Moving to the cloud: The natural evolution of the payments landscape
Legacy platforms are riddled with operational inefficiencies, regulatory concerns, and other shortcomings. “The legacy systems are not built to drive faster payments, and in most cases don’t support the ambitious growth plans of a financial institution,” said White. “The move to cloud is just the natural evolution for where the payments landscape is moving, [with] the ability to support 24/7 operations and the ability to scale as needed.”
But how should Financial Institutions execute the move to cloud technology? Choosing the pace at which to upgrade, determining the best cloud hosting option varies from Financial Institution to Financial Institution. This is largely dependent on the size of the institution. Most large financial institutions host technology on-premises or through a public or private cloud, while smaller, tier-two institutions tend to move towards a private managed service with a specialist provider managing their cloud infrastructure.
A rising number of FIs are leveraging the cloud to modernize their payments infrastructure and reap the value that comes with doing so. A large financial institution has moved its entire IT infrastructure, including payments, to the cloud. Meanwhile, a European client of Fiserv opted for cloud-based payments infrastructure and were able to go live in less than six months.
Smaller institutions are moving to the cloud too. The reasons behind doing so are plentiful. For example, Software as a Service (SaaS), or managed services, provides financial institutions with ample flexibility and key cost benefits. Additionally, they don’t have to make heavy investments in in-house technology, and aren’t responsible for maintaining them.
Organizations using the cloud can leverage actionable data
Updating legacy systems to ISO 20022 data formats also enables organizations to capture and handle valuable payments data. Investing in preventive, predictive, monitoring, and reporting analytic tools makes it easier for organizations to prevent fraud, improve cash flow, and provide real-time consumer and transaction data that contain value-added insights.
Corporate treasurers can improve enterprise liquidity with data analytics and insights. They can also use the data to foster customer engagement, improve the overall customer experience, and identify individual behavior patterns that make it possible to customize products and services targeted towards niche segments.

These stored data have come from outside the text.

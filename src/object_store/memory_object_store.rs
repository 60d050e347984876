use std::collections::HashMap;
use std::path::Path;
use std::sync::{Mutex, MutexGuard, PoisonError};

use async_trait::async_trait;
use tokio::fs;

use super::{ObjectLocation, ObjectStoreClient, PutOptions, RemoteFailure, RemoteResult};

/// The operations of [`ObjectStoreClient`], used to inject failures and count calls.
#[derive(Debug, Clone, Copy, PartialEq, Eq, Hash)]
pub enum MemoryOperation {
    Exists,
    Put,
    Get,
    Copy,
    Delete,
}

#[derive(Debug, Clone)]
struct StoredObject {
    data: Vec<u8>,
    options: Option<PutOptions>,
}

#[derive(Default)]
struct State {
    objects: HashMap<ObjectLocation, StoredObject>,
    failures: HashMap<MemoryOperation, RemoteFailure>,
    calls: HashMap<MemoryOperation, usize>,
}

/// An in-memory implementation of `ObjectStoreClient`, intended primarily for testing.
///
/// Failures can be injected per operation with [`MemoryObjectStore::fail`]; an
/// injected failure stays active until [`MemoryObjectStore::clear_failure`].
#[derive(Default)]
pub struct MemoryObjectStore {
    state: Mutex<State>,
}

impl MemoryObjectStore {
    /// Create a new empty in-memory store.
    pub fn new() -> Self {
        Self::default()
    }

    fn state(&self) -> MutexGuard<'_, State> {
        self.state.lock().unwrap_or_else(PoisonError::into_inner)
    }

    /// Store an object directly, bypassing the client interface.
    pub fn insert(&self, location: &ObjectLocation, data: impl Into<Vec<u8>>) {
        self.state().objects.insert(
            location.clone(),
            StoredObject {
                data: data.into(),
                options: None,
            },
        );
    }

    /// Read an object directly, bypassing the client interface.
    pub fn object(&self, location: &ObjectLocation) -> Option<Vec<u8>> {
        self.state()
            .objects
            .get(location)
            .map(|object| object.data.clone())
    }

    /// The options an object was last uploaded with, if it was uploaded.
    pub fn put_options(&self, location: &ObjectLocation) -> Option<PutOptions> {
        self.state()
            .objects
            .get(location)
            .and_then(|object| object.options)
    }

    /// Make every subsequent call of `operation` fail with `failure`.
    pub fn fail(&self, operation: MemoryOperation, failure: RemoteFailure) {
        self.state().failures.insert(operation, failure);
    }

    /// Stop injecting failures for `operation`.
    pub fn clear_failure(&self, operation: MemoryOperation) {
        self.state().failures.remove(&operation);
    }

    /// Number of times `operation` has been called.
    pub fn calls(&self, operation: MemoryOperation) -> usize {
        self.state().calls.get(&operation).copied().unwrap_or(0)
    }

    /// Record a call and return the injected failure, if any.
    fn begin(&self, operation: MemoryOperation) -> RemoteResult<()> {
        let mut state = self.state();
        *state.calls.entry(operation).or_insert(0) += 1;
        match state.failures.get(&operation) {
            Some(failure) => Err(failure.clone()),
            None => Ok(()),
        }
    }
}

fn no_such_key(location: &ObjectLocation) -> RemoteFailure {
    RemoteFailure::new(
        "NoSuchKey",
        format!("The specified key does not exist: {}", location),
    )
}

fn io_failure(path: &Path, err: std::io::Error) -> RemoteFailure {
    RemoteFailure::new("LocalIo", format!("{}: {}", path.display(), err))
}

#[async_trait]
impl ObjectStoreClient for MemoryObjectStore {
    async fn object_exists(&self, location: &ObjectLocation) -> RemoteResult<bool> {
        self.begin(MemoryOperation::Exists)?;
        Ok(self.state().objects.contains_key(location))
    }

    async fn put_object(
        &self,
        location: &ObjectLocation,
        local_path: &Path,
        options: PutOptions,
    ) -> RemoteResult<()> {
        self.begin(MemoryOperation::Put)?;
        let data = fs::read(local_path)
            .await
            .map_err(|e| io_failure(local_path, e))?;
        self.state().objects.insert(
            location.clone(),
            StoredObject {
                data,
                options: Some(options),
            },
        );
        Ok(())
    }

    async fn get_object(&self, location: &ObjectLocation, dest_path: &Path) -> RemoteResult<()> {
        self.begin(MemoryOperation::Get)?;
        let data = self
            .object(location)
            .ok_or_else(|| no_such_key(location))?;
        fs::write(dest_path, data)
            .await
            .map_err(|e| io_failure(dest_path, e))
    }

    async fn copy_object(&self, src: &ObjectLocation, dst: &ObjectLocation) -> RemoteResult<()> {
        self.begin(MemoryOperation::Copy)?;
        let mut state = self.state();
        let object = state
            .objects
            .get(src)
            .cloned()
            .ok_or_else(|| no_such_key(src))?;
        state.objects.insert(dst.clone(), object);
        Ok(())
    }

    async fn delete_object(&self, location: &ObjectLocation) -> RemoteResult<()> {
        self.begin(MemoryOperation::Delete)?;
        // S3 reports success for deletes of absent keys.
        self.state().objects.remove(location);
        Ok(())
    }
}

#[cfg(test)]
mod tests {
    use super::*;
    use crate::object_store::{AccessPolicy, StorageClass};
    use tempfile::TempDir;

    fn options() -> PutOptions {
        PutOptions {
            access_policy: AccessPolicy::Private,
            storage_class: StorageClass::Standard,
        }
    }

    #[tokio::test]
    async fn test_put_get_roundtrip() {
        let temp = TempDir::new().unwrap();
        let store = MemoryObjectStore::new();
        let location = ObjectLocation::new("bucket", "a/b.txt");

        let source = temp.path().join("source");
        fs::write(&source, b"payload").await.unwrap();

        assert!(!store.object_exists(&location).await.unwrap());
        store.put_object(&location, &source, options()).await.unwrap();
        assert!(store.object_exists(&location).await.unwrap());
        assert_eq!(store.put_options(&location), Some(options()));

        let dest = temp.path().join("dest");
        store.get_object(&location, &dest).await.unwrap();
        assert_eq!(fs::read(&dest).await.unwrap(), b"payload");
    }

    #[tokio::test]
    async fn test_get_missing_object() {
        let temp = TempDir::new().unwrap();
        let store = MemoryObjectStore::new();
        let location = ObjectLocation::new("bucket", "missing");

        let err = store
            .get_object(&location, &temp.path().join("dest"))
            .await
            .unwrap_err();
        assert_eq!(err.code, "NoSuchKey");
    }

    #[tokio::test]
    async fn test_copy_and_delete() {
        let store = MemoryObjectStore::new();
        let src = ObjectLocation::new("bucket", "src");
        let dst = ObjectLocation::new("bucket", "dst");
        store.insert(&src, "data");

        store.copy_object(&src, &dst).await.unwrap();
        assert_eq!(store.object(&dst), Some(b"data".to_vec()));

        store.delete_object(&src).await.unwrap();
        assert_eq!(store.object(&src), None);
        assert_eq!(store.object(&dst), Some(b"data".to_vec()));
    }

    #[tokio::test]
    async fn test_injected_failure_and_call_counts() {
        let store = MemoryObjectStore::new();
        let location = ObjectLocation::new("bucket", "key");
        store.insert(&location, "data");

        store.fail(
            MemoryOperation::Delete,
            RemoteFailure::new("AccessDenied", "Access Denied"),
        );
        let err = store.delete_object(&location).await.unwrap_err();
        assert_eq!(err.code, "AccessDenied");
        assert!(store.object(&location).is_some());

        store.clear_failure(MemoryOperation::Delete);
        store.delete_object(&location).await.unwrap();
        assert_eq!(store.calls(MemoryOperation::Delete), 2);
        assert_eq!(store.calls(MemoryOperation::Put), 0);
    }
}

“As you get the data up in the cloud, it makes it easier to access and try new types of machine learning and analytics,” said Sloane. “If you’re in the cloud, and you have AI helping with conversational commerce capabilities, you can make that way more scalable than you can with people [performing customer service].”
Lastly, data enables companies to mitigate risk by addressing issues before they occur, preventing potentially long-lasting reputational damage that comes with security breaches.
Conclusion
COVID-19 has been a major driver in the acceleration of investment in modern payments infrastructure. Financial Institutions are increasingly aware of the need for improved, scalable and flexible technological capabilities; more specifically, they are recognizing the value of moving to the cloud. By using Artificial Intelligence and Machine Learning and leveraging actionable data, financial institutions can be well-prepared to serve their customers both now and in future times of need.